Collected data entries
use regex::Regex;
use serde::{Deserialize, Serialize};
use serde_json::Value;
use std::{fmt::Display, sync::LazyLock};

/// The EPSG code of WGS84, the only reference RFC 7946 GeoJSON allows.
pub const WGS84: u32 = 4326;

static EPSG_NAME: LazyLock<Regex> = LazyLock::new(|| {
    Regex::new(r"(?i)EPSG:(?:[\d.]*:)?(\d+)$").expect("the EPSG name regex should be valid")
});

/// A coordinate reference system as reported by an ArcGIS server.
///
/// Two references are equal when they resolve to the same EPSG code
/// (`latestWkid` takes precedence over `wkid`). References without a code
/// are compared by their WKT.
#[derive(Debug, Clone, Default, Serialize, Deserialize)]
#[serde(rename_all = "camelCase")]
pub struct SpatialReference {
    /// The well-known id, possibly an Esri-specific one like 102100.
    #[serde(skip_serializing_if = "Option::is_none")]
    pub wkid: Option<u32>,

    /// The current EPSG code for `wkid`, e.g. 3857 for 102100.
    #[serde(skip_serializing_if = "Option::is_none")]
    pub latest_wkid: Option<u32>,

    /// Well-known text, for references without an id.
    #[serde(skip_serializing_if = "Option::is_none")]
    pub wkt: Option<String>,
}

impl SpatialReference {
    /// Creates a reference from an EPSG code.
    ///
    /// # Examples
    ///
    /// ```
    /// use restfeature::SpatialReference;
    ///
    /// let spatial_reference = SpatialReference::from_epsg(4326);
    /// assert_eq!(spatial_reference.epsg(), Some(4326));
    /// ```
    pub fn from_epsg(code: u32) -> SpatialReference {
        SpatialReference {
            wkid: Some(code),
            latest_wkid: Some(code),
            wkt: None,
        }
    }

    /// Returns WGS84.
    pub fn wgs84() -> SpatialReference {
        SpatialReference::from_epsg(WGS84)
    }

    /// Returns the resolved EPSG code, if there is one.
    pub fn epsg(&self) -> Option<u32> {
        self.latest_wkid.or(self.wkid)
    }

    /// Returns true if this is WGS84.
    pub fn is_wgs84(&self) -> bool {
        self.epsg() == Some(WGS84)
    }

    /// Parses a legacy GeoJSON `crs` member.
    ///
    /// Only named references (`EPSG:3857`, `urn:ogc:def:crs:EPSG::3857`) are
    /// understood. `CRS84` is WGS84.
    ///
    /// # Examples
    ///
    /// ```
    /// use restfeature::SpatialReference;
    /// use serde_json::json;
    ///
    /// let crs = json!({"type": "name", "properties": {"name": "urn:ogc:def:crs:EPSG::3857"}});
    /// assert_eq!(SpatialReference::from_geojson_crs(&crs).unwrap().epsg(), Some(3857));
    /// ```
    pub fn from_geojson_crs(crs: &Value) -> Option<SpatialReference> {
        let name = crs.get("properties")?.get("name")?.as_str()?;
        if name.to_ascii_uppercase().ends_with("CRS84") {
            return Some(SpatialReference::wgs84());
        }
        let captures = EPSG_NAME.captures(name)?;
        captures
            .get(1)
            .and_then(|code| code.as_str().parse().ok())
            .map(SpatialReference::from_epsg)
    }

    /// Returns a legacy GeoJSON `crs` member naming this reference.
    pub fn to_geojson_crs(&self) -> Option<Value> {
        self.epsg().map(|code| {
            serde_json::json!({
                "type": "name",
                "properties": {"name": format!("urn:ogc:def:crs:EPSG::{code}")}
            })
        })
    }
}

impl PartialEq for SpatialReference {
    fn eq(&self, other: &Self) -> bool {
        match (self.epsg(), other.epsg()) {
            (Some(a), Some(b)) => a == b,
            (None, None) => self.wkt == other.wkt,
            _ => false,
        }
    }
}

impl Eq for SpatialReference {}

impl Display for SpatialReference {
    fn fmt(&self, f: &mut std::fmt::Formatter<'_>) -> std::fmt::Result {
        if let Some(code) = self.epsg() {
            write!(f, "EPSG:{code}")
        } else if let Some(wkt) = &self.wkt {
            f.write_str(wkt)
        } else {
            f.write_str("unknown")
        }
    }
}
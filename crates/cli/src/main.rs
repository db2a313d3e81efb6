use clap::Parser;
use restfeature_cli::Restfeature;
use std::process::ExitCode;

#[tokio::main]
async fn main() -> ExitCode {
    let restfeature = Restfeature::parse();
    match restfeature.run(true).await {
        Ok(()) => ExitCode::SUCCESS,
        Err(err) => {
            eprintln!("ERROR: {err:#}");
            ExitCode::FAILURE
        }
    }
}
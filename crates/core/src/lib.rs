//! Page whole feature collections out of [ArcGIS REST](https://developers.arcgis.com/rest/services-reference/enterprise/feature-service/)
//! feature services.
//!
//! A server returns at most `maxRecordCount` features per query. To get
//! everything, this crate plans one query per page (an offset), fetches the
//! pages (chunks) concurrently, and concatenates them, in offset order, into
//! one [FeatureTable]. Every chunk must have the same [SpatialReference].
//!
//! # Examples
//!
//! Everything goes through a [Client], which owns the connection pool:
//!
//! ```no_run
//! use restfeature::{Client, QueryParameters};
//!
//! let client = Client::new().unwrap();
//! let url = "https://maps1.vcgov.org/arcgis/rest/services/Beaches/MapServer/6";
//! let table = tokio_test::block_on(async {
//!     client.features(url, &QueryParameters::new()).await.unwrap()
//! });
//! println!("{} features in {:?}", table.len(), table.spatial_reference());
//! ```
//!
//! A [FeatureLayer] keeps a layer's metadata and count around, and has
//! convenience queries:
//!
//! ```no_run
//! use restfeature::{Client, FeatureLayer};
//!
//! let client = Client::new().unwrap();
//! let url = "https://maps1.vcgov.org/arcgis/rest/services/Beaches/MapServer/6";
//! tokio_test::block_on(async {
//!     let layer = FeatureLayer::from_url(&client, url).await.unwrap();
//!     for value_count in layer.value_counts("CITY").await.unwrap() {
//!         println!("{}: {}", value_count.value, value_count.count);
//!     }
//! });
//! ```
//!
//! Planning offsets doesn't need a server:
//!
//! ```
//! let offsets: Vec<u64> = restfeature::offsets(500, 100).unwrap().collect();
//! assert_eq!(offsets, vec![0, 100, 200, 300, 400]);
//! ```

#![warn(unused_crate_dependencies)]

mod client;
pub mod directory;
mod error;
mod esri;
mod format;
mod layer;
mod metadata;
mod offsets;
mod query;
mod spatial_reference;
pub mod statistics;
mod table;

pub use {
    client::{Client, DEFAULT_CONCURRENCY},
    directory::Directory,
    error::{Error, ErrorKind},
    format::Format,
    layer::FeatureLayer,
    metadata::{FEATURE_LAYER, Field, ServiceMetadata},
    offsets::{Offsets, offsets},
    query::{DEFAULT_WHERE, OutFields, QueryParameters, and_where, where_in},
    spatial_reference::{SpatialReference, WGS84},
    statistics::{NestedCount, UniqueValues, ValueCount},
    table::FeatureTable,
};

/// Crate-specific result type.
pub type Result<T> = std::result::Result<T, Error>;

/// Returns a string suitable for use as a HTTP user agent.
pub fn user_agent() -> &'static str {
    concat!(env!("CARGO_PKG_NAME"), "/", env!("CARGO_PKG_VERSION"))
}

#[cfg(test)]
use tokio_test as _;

→ Your task:
In the records, locate each line holding the string "other" and copy it.

→ Your response:
    fn eq(&self, other: &Self) -> bool {
        match (self.epsg(), other.epsg()) {
            (None, None) => self.wkt == other.wkt,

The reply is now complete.